Per questo conviene guardare con tutta la diffidenza critica di cui siamo capaci a coloro che teorizzano la critica fuori dalla contraddizione anziché raccontarci le loro peripezie qualitative nella tensione dialettica ai limiti della stessa contraddizione. Chiunque, in qualche modo, si ponga come sciamano dispensiere di verità preziose al “volgo malato e miserabile”, tradisce la fuga da se stesso nella proiezione sugli altri delle proprie miserie. Non meno di chi si batte cristianamente il petto vomitando nauseanti apologie del progresso di questo presente.

I nostri gesti mancati, i nostri progetti frustrati e le nostre analisi stentate hanno da ritrovare l’avidità qualitativa con la quale esprimere senza limiti né false modestie la fame di senso e di critica che scava i nostri corpi.

Il movimento di rifiuto dell’esistente si pone come rivoluzionario solo facendo piazza pulita dei suoi preti che pretendono di inventare un nuovo potere collettivo nella prospettiva mafiosa di poterlo gestire come avanguardia.


59. Emerge nella soggettività generalizzata e socializzata il corpo rivoluzionario della questione sociale: il proletariato come soggetto.

Oltre l’ambiguità di un termine “proletariato”, storicamente legato alla sconfitta storica del movimento operaio rivoluzionario. Ambiguità comunque necessaria a porre sul terreno della critica sia l’esigenza di non sfuggire la propria storia sia quella di non riprodurre fantasmi, ma di uscire dai propri incubi per dare finalmente un corpo cosciente ai propri sogni.

Quando potremo finalmente sentire come superata dall’esprimersi di una soggettività radicalmente eccessiva, l’affermazione di Marx che “il mondo possiede da tempo il sogno di una cosa di cui deve soltanto possedere la coscienza per possederla realmente”?

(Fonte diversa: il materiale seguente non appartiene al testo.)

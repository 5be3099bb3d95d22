//! ora-etl - CSV loader
//!
//! Loads the three CSV sources (Online Retail, Sales Data, Customers) from
//! the data directory into the records collection, then prints a per-source
//! summary and collection statistics.

use anyhow::{Context, Result};
use clap::Parser;
use ora_common::cli::DatabaseArgs;
use ora_common::config::{load_dotenv, ConfigResolver};
use ora_common::db::{MongoStore, RecordStore};
use ora_common::SourceId;
use ora_etl::{indexes, init_tracing, report, EtlSummary, Loader};
use std::path::PathBuf;
use std::sync::Arc;
use std::time::Instant;
use tracing::{info, warn};

/// Command-line arguments for ora-etl
#[derive(Parser, Debug)]
#[command(name = "ora-etl")]
#[command(about = "Load the retail CSV sources into MongoDB")]
#[command(version)]
struct Args {
    #[command(flatten)]
    db: DatabaseArgs,

    /// Directory containing online_retail.csv, sales_data.csv and customers.csv
    #[arg(long, value_name = "DIR")]
    data_dir: Option<PathBuf>,

    /// Documents per insert_many call
    #[arg(long)]
    batch_size: Option<usize>,

    /// Load only this source (source1, source2 or source3)
    #[arg(long, value_name = "SOURCE")]
    source: Option<SourceId>,

    /// Create the index catalogue after loading
    #[arg(long)]
    ensure_indexes: bool,
}

#[tokio::main]
async fn main() -> Result<()> {
    let dotenv_path = load_dotenv();
    let args = Args::parse();

    let mut overrides = args.db.overrides();
    overrides.data_dir = args.data_dir.clone();
    overrides.batch_size = args.batch_size;
    let config = ConfigResolver::new(overrides)
        .resolve()
        .context("Failed to resolve configuration")?;

    init_tracing(&config.log_level);

    info!("{}", ora_common::build_info!().banner("ORA loader", "ora-etl"));
    if let Some(path) = dotenv_path {
        info!("Loaded environment from {}", path.display());
    }
    info!("Database: {}", config.redacted_uri());
    info!("Data directory: {}", config.data_dir.display());

    let store = MongoStore::connect(&config)
        .await
        .context("Failed to connect to MongoDB")?;
    info!("Connected to {}", store.namespace());
    let store_handle: Arc<dyn RecordStore> = Arc::new(store.clone());

    let loader = Loader::new(store_handle.clone(), config.batch_size);
    let summary = match args.source {
        Some(source) => {
            let started = Instant::now();
            let path = Loader::source_path(&config.data_dir, source);
            let report = loader.load_source(source, &path).await;
            EtlSummary {
                sources: vec![report],
                elapsed: started.elapsed(),
            }
        }
        None => loader.run(&config.data_dir).await,
    };

    if args.ensure_indexes {
        let index_report = indexes::ensure_indexes(store_handle.as_ref()).await;
        if !index_report.is_complete() {
            warn!("{} index(es) could not be created", index_report.failed.len());
        }
    }

    let stats = match store_handle.stats().await {
        Ok(stats) => Some(stats),
        Err(e) => {
            warn!("Could not read collection stats: {}", e);
            None
        }
    };

    println!("{}", report::render_etl_summary(&summary, stats.as_ref()));

    drop(loader);
    drop(store_handle);
    store.shutdown().await;

    info!("ETL completed");
    Ok(())
}
//! Logger setup for the catalog binary.
//!
//! Stdout carries the rendered catalog, so terminal logging goes to stderr and
//! the default destination is a file next to the working directory.

use std::fs::File;

use log::LevelFilter;
use serde::{Deserialize, Serialize};
use simplelog::{
    ColorChoice, CombinedLogger, Config, ConfigBuilder, SharedLogger, TermLogger, TerminalMode,
    WriteLogger,
};

const LOG_FILENAME: &str = "./catalog.log";

#[derive(Debug, Clone, Copy, PartialEq, Eq, Default, Serialize, Deserialize)]
pub enum LogDestination {
    #[default]
    File,
    /// Stderr only.
    Terminal,
    Both,
}

impl LogDestination {
    fn to_file(self) -> bool {
        matches!(self, Self::File | Self::Both)
    }

    fn to_terminal(self) -> bool {
        matches!(self, Self::Terminal | Self::Both)
    }
}

/// Installs the global logger at the `CATALOG_LOG` level (default `info`).
///
/// An unwritable log file is reported on stderr and skipped.
pub fn initialize(destination: LogDestination) {
    let level = catalog_logging::level_from_env(LevelFilter::Info);
    let loggers = loggers_for(destination, level, catalog_config());
    if loggers.is_empty() {
        return;
    }
    let _ = CombinedLogger::init(loggers);
}

fn loggers_for(
    destination: LogDestination,
    level: LevelFilter,
    config: Config,
) -> Vec<Box<dyn SharedLogger>> {
    let mut loggers: Vec<Box<dyn SharedLogger>> = Vec::new();
    if destination.to_terminal() {
        loggers.push(TermLogger::new(
            level,
            config.clone(),
            TerminalMode::Stderr,
            ColorChoice::Auto,
        ));
    }
    if destination.to_file() {
        match File::create(LOG_FILENAME) {
            Ok(file) => loggers.push(WriteLogger::new(level, config, file)),
            Err(err) => eprintln!("catalog: cannot open {LOG_FILENAME}: {err}"),
        }
    }
    loggers
}

/// Only records from the `catalog_*` crates, timestamped.
fn catalog_config() -> Config {
    ConfigBuilder::new()
        .set_time_format_rfc3339()
        .set_target_level(LevelFilter::Error)
        .add_filter_allow_str("catalog")
        .build()
}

Solo una risposta appassionata potrà essere esauriente.

Si tratta di approfondire i colori e i sapori della propria esigenza partecipando all’esplorazione.

E qui si pone il problema della necessità che la pratica soggettiva riesca ad incidere sul mondo oltre il ghetto microcosmico. Ma questa preoccupazione non può essere affrontata che in sede pratica. Affrontando la contraddizione della propria soggettività in conflitto con le proprie latitanze.

Sento personalmente la priorità della critica del quotidiano contro l’affermazione del bricolage delle frustrazioni e della terapia, non come scelta individuale ma come costante connessione tra il mio desiderio personale e la necessità impellente di un rovesciamento delle condizioni sociali nelle quali ci muoviamo. E non credo affatto sia una mia preoccupazione individuale, anche se preferisco esprimerla come mia perché è proprio in me che la sento.

È su questa strada che si incontrano i primi compagni, e spesso dolorosamente si perdono, ci si perde; primi momenti intensi di vissuto che si succedono a illusioni, delusioni, mutamenti di rotta, paure. E non posso che lasciare alla fantasia di ciascuno il compito di completare una lista di possibilità da cui niente può essere escluso per chiunque abbia percorso anche minimamente i territori inesplorati oltre lo spettacolo contemporaneo.

Fino all’altro ieri i filosofi avevano interpretato il mondo, ieri hanno cercato di cambiarlo senza riuscirci, oggi la coscienza di questo fallimento può portare alla disperazione ma anche alla voglia di capire che cosa ha impedito al sogno di diventare coscienza e realtà.

E questa riflessione non porta più alla filosofia in quanto separazione intellettuale, ma spinge criticamente in mezzo alla gente, nel mondo, perché il nel confronto tra ogni soggetto e il mondo, si intravedono i primi segni tangibili della comunità umana.

Una comunità che presupponendo i soggetti pone come prioritaria attività rivoluzionaria dell’epoca il costruirsi nella critica pratica in quanto soggetti rivoluzionari.

Cioè i soggetti di una critica sociale radicale della società dello spettacolo.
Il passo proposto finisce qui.